Pour une vraie excitation et émotion, vous feriez mieux de regarder La meilleure équipe de danse d'Amérique sur MTV.com, où il y a moins de dialogues ringards et de trucs hokey pour gêner les mouvements.




parrain francis gué coppola

Jon M. Chu, qui a réalisé Step Up 2: The Streets, et les scénaristes Amy Andelson et Emily Meyer ont déplacé l'histoire à New York depuis Baltimore, le décor des deux premiers films de la série. Camille, un personnage de l'original Step Up, et Moose, de Step Up 2, arrivent à New York pour l'université et sont entraînés dans le monde féerique du film composé d'équipes de danse hip-hop en guerre et de vastes lofts du centre-ville, une vision apparemment cousue ensemble de Wild Style, Babes in Arms (Montrons un spectacle !) et des films de boxe des années 40.

Le récit superficiel, impliquant les efforts de l'équipe centrale pour sauver son immense studio-club-crash pad, n'est qu'une excuse pour une série d'affrontements de danse; il fonctionne moins comme une histoire que comme un catalogue de références destiné à intéresser un jeune public : arts martiaux mixtes, parkour, X-games, Red Hook, Chinatown, D.I.Y. réalisation. Cela n'exige pas beaucoup de la distribution principalement anonyme; M. Sevani, qui ressemble et ressemble un peu à un jeune Michael Jackson blanc, a la présence la plus distinctive parmi les protagonistes, mais il ne semble pas y avoir eu quelqu'un autour pour l'aider à façonner un vrai personnage.


du sang sur son nom

En toute honnêteté, une grande partie de l'attention des cinéastes s'est probablement portée sur le tournage du film en 3D (pas de conversion après coup ici), et l'effet est exceptionnellement naturel et discret. La danse, avec ses corps se déplaçant derrière et autour d'autres corps, convient bien à la 3D, bien que les mouvements robotiques en particulier semblent toujours collés à l'écran. Les New-Yorkais peuvent être impressionnés par les scènes dans lesquelles Washington Square Park, les ponts de l'East River et le hall du Grand Central Terminal servent de toile de fond.

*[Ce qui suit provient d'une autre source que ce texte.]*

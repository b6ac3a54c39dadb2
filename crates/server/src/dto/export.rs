use routesmith::{
    Error,
    path::{Path, Waypoint},
    shared::Coordinate,
};
use serde::Deserialize;

#[derive(Debug, Clone, Deserialize)]
pub struct WaypointDto {
    pub latitude: f64,
    pub longitude: f64,
    pub label: Option<String>,
}

impl TryFrom<WaypointDto> for Waypoint {
    type Error = Error;

    fn try_from(value: WaypointDto) -> Result<Self, Self::Error> {
        let waypoint = Waypoint::new(Coordinate::try_new(value.latitude, value.longitude)?);
        Ok(match value.label {
            Some(label) => waypoint.with_label(label),
            None => waypoint,
        })
    }
}

pub fn path_from(waypoints: Vec<WaypointDto>) -> Result<Path, Error> {
    let mut path = Path::new();
    for waypoint in waypoints {
        path.append(Waypoint::try_from(waypoint)?);
    }
    Ok(path)
}

#[derive(Debug, Clone, Deserialize)]
pub struct ShapeRequest {
    pub shape_id: String,
    pub waypoints: Vec<WaypointDto>,
}

#[derive(Debug, Clone, Deserialize)]
pub struct ExportRequest {
    pub title: String,
    #[serde(default)]
    pub description: String,
    pub waypoints: Vec<WaypointDto>,
}
mod export;
mod geocode;
mod timetable;
pub use export::*;
pub use geocode::*;
pub use timetable::*;

use axum::{
    http::{StatusCode, header},
    response::{IntoResponse, Response},
};
use std::fmt::Display;
use tracing::error;

fn bad_request(context: &str) -> impl FnOnce(routesmith::Error) -> StatusCode + '_ {
    move |err| {
        error!("{context}: {err}");
        StatusCode::BAD_REQUEST
    }
}

fn internal_error<E: Display>(context: &str) -> impl FnOnce(E) -> StatusCode + '_ {
    move |err| {
        error!("{context}: {err}");
        StatusCode::INTERNAL_SERVER_ERROR
    }
}

fn text(content_type: &'static str, body: String) -> Response {
    ([(header::CONTENT_TYPE, content_type)], body).into_response()
}
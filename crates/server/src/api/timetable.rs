use super::{bad_request, internal_error, text};
use crate::dto::TimetableRequest;
use axum::{
    Json,
    http::StatusCode,
    response::{IntoResponse, Response},
};
use routesmith::{export, schedule};

pub async fn timetable(Json(request): Json<TimetableRequest>) -> Result<Response, StatusCode> {
    let expanded = schedule::expand(&request.baseline, &request.frequency)
        .map_err(bad_request("Failed to expand timetable"))?;
    Ok(Json(expanded).into_response())
}

pub async fn timetable_csv(Json(request): Json<TimetableRequest>) -> Result<Response, StatusCode> {
    let expanded = schedule::expand(&request.baseline, &request.frequency)
        .map_err(bad_request("Failed to expand timetable"))?;
    let body = export::to_delimited_stop_times(&expanded)
        .map_err(internal_error("Failed to write stop times"))?;
    Ok(text("text/csv; charset=utf-8", body))
}
use std::{
    cmp,
    fmt::Display,
    iter::Sum,
    ops::{Add, AddAssign, Div, Mul, Sub},
};

use serde::{Deserialize, Serialize};

use crate::Error;

pub const EARTH_RADIUS: Distance = Distance::from_kilometers(6371.0);

#[derive(Debug, Clone, Copy, Default)]
pub struct Distance(f64);

impl PartialEq for Distance {
    fn eq(&self, other: &Self) -> bool {
        self.0 == other.0
    }
}

impl PartialOrd for Distance {
    fn partial_cmp(&self, other: &Self) -> Option<cmp::Ordering> {
        self.0.partial_cmp(&other.0)
    }
}

impl Add for Distance {
    type Output = Self;
    fn add(self, rhs: Self) -> Self::Output {
        Self(self.0 + rhs.0)
    }
}

impl AddAssign for Distance {
    fn add_assign(&mut self, rhs: Self) {
        self.0 += rhs.0
    }
}

impl Sub for Distance {
    type Output = Self;

    fn sub(self, rhs: Self) -> Self::Output {
        Self(self.0 - rhs.0)
    }
}

impl Mul<f64> for Distance {
    type Output = Self;
    fn mul(self, rhs: f64) -> Self::Output {
        Self(self.0 * rhs)
    }
}

impl Div<f64> for Distance {
    type Output = Self;
    fn div(self, rhs: f64) -> Self::Output {
        Self(self.0 / rhs)
    }
}

impl Sum for Distance {
    fn sum<I: Iterator<Item = Self>>(iter: I) -> Self {
        iter.fold(Self::default(), |acc, distance| acc + distance)
    }
}

impl Display for Distance {
    fn fmt(&self, f: &mut std::fmt::Formatter<'_>) -> std::fmt::Result {
        write!(f, "{:.4} km", self.as_kilometers())
    }
}

impl Distance {
    pub const fn from_meters(distance: f64) -> Self {
        Self(distance)
    }

    pub const fn from_kilometers(distance: f64) -> Self {
        Self(distance * 1000.0)
    }

    pub const fn as_meters(&self) -> f64 {
        self.0
    }

    pub const fn as_kilometers(&self) -> f64 {
        self.0 / 1000.0
    }
}

/// A WGS84 position in decimal degrees.
#[derive(Debug, Default, Clone, Copy, PartialEq, Serialize, Deserialize)]
pub struct Coordinate {
    pub latitude: f64,
    pub longitude: f64,
}

impl Display for Coordinate {
    fn fmt(&self, f: &mut std::fmt::Formatter<'_>) -> std::fmt::Result {
        f.write_fmt(format_args!("{}, {}", self.latitude, self.longitude))
    }
}

impl From<Coordinate> for (f64, f64) {
    fn from(value: Coordinate) -> Self {
        (value.latitude, value.longitude)
    }
}

impl From<(f64, f64)> for Coordinate {
    fn from((latitude, longitude): (f64, f64)) -> Self {
        Self {
            latitude,
            longitude,
        }
    }
}

impl Coordinate {
    pub const fn new(latitude: f64, longitude: f64) -> Self {
        Self {
            latitude,
            longitude,
        }
    }

    /// Like [`Coordinate::new`] but rejects positions outside [-90, 90] x [-180, 180].
    pub fn try_new(latitude: f64, longitude: f64) -> Result<Self, Error> {
        let coordinate = Self::new(latitude, longitude);
        if coordinate.is_valid() {
            Ok(coordinate)
        } else {
            Err(Error::InvalidCoordinate {
                latitude,
                longitude,
            })
        }
    }

    pub fn is_valid(&self) -> bool {
        (-90.0..=90.0).contains(&self.latitude) && (-180.0..=180.0).contains(&self.longitude)
    }

    /// Great-circle distance on a sphere of radius [`EARTH_RADIUS`].
    pub fn haversine_distance(&self, coord: &Self) -> Distance {
        let lat_a = f64::to_radians(self.latitude);
        let lat_b = f64::to_radians(coord.latitude);
        let dist_lat = f64::to_radians(coord.latitude - self.latitude);
        let dist_lon = f64::to_radians(coord.longitude - self.longitude);
        let a = f64::powi(f64::sin(dist_lat / 2.0), 2)
            + f64::cos(lat_a) * f64::cos(lat_b) * f64::powi(f64::sin(dist_lon / 2.0), 2);
        let c = 2.0 * f64::atan2(f64::sqrt(a), f64::sqrt(1.0 - a));
        EARTH_RADIUS * c
    }
}

pub fn distance(a: &Coordinate, b: &Coordinate) -> Distance {
    a.haversine_distance(b)
}

/// Running distance from the first point. Same length as `points`, starting at zero.
pub fn cumulative<'a, I>(points: I) -> Vec<Distance>
where
    I: IntoIterator<Item = &'a Coordinate>,
{
    let mut previous: Option<&Coordinate> = None;
    let mut total = Distance::default();
    points
        .into_iter()
        .map(|point| {
            if let Some(previous) = previous {
                total += distance(previous, point);
            }
            previous = Some(point);
            total
        })
        .collect()
}

/// [`cumulative`] for callers that cannot work with fewer than `required` points.
pub fn cumulative_checked(points: &[Coordinate], required: usize) -> Result<Vec<Distance>, Error> {
    if points.len() < required {
        return Err(Error::InsufficientPoints {
            required,
            found: points.len(),
        });
    }
    Ok(cumulative(points))
}

#[test]
fn distance_test() {
    let coord_a = Coordinate::new(48.85800943005911, 2.3514350059357927);
    let coord_b = Coordinate::new(51.5052389927712, -0.12495407345099824);
    let d = coord_a.haversine_distance(&coord_b);
    assert!((d.as_kilometers() - 343.08).abs() < 0.05);
}

#[test]
fn distance_eq_test() {
    let dist_a = Distance::from_meters(1000.0);
    let dist_b = Distance::from_kilometers(1.0);
    assert_eq!(dist_a, dist_b)
}

#[test]
fn distance_cmp_test() {
    let dist_a = Distance::from_meters(1000.0);
    let dist_b = Distance::from_kilometers(0.5);
    assert!(dist_a > dist_b)
}

#[test]
fn coordinate_range_test() {
    assert!(Coordinate::try_new(90.0, -180.0).is_ok());
    assert_eq!(
        Coordinate::try_new(90.5, 0.0),
        Err(Error::InvalidCoordinate {
            latitude: 90.5,
            longitude: 0.0
        })
    );
}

Step Up 3D est classé PG-13 (les parents sont fortement avertis). Il a le mot méchant occasionnel.

INTENSIFIER 3D


ami (film)

Ouverture le vendredi dans tout le pays.

Réalisé par Jon M. Chu; écrit par Amy Andelson et Emily Meyer, basé sur des personnages créés par Duane Adler; directeur de la photographie, Ken Seng ; édité par Andrew Marcus ; chorégraphie de Jamal Sims, Nadine Ruffin, Dave Scott, Richmond Talauega et Anthony Talauega ; chef décorateur, Devorah Herbert; costumes de Kurt & Bart ; produit par Patrick Wachsberger, Erik Feig, Adam Shankman et Jennifer Gibgot ; publié par Touchstone Pictures/Summit Entertainment. Durée : 1 heure 47 minutes.

AVEC : Rick Malambri (Luke), Adam G. Sevani (Moose), Sharni Vinson (Natalie), Alyson Stoner (Camille), Keith Stallworth (Jacob), Kendra Andrews (Anala), Stephen Boss (Jason) et Joe Slaughter (Julien ).